Exercise brief: Some entries follow. Reproduce exactly the lines starting at the one with "Fires the shutdown" and stopping after the one with "process at once.".
Top of Data provided
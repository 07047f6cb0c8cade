//! Broadcast shutdown signal.
//!
//! Nothing is ever sent on the channel; dropping (or firing) the trigger
//! closes it, which wakes every clone of [`Shutdown`] at once. The binary
//! fires it from a signal handler.

use std::future::Future;

use smol::{
    channel::{self, Receiver, Sender},
    future,
};

/// Fires the shutdown signal when dropped or when [`fire`](Self::fire) is
/// called.
#[derive(Debug)]
pub struct ShutdownTrigger(Sender<()>);

impl ShutdownTrigger {
    pub fn fire(self) {
        self.0.close();
    }
}

/// Listens for the shutdown signal.
#[derive(Clone, Debug)]
pub struct Shutdown(Receiver<()>);

pub fn channel() -> (ShutdownTrigger, Shutdown) {
    let (tx, rx) = channel::bounded(1);
    (ShutdownTrigger(tx), Shutdown(rx))
}

/// Requests shutdown on the first SIGINT or SIGTERM. A second signal exits
/// the process at once.
pub fn on_signal() -> Result<Shutdown, ctrlc::Error> {
    let (trigger, shutdown) = channel();
    ctrlc::set_handler(signal_handler(trigger))?;
    Ok(shutdown)
}

fn signal_handler(trigger: ShutdownTrigger) -> impl FnMut() + Send + 'static {
    let mut trigger = Some(trigger);
    move || match trigger.take() {
        Some(trigger) => {
            tracing::info!("shutdown requested, finishing sessions");
            trigger.fire();
        }
        None => {
            tracing::warn!("second signal, exiting now");
            std::process::exit(130);
        }
    }
}

impl Shutdown {
    /// Completes once shutdown has been requested.
    pub async fn wait(&self) {
        while self.0.recv().await.is_ok() {}
    }

    /// Runs `fut` to completion unless shutdown is requested first.
    pub async fn guard<F: Future>(&self, fut: F) -> Option<F::Output> {
        future::or(async { Some(fut.await) }, async {
            self.wait().await;
            None
        })
        .await
    }
}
Bottom of Data provided
Answer to this task:
/// Fires the shutdown signal when dropped or when [`fire`](Self::fire) is
/// called.
#[derive(Debug)]
pub struct ShutdownTrigger(Sender<()>);

impl ShutdownTrigger {
    pub fn fire(self) {
        self.0.close();
    }
}

/// Listens for the shutdown signal.
#[derive(Clone, Debug)]
pub struct Shutdown(Receiver<()>);

pub fn channel() -> (ShutdownTrigger, Shutdown) {
    let (tx, rx) = channel::bounded(1);
    (ShutdownTrigger(tx), Shutdown(rx))
}

/// Requests shutdown on the first SIGINT or SIGTERM. A second signal exits
/// the process at once.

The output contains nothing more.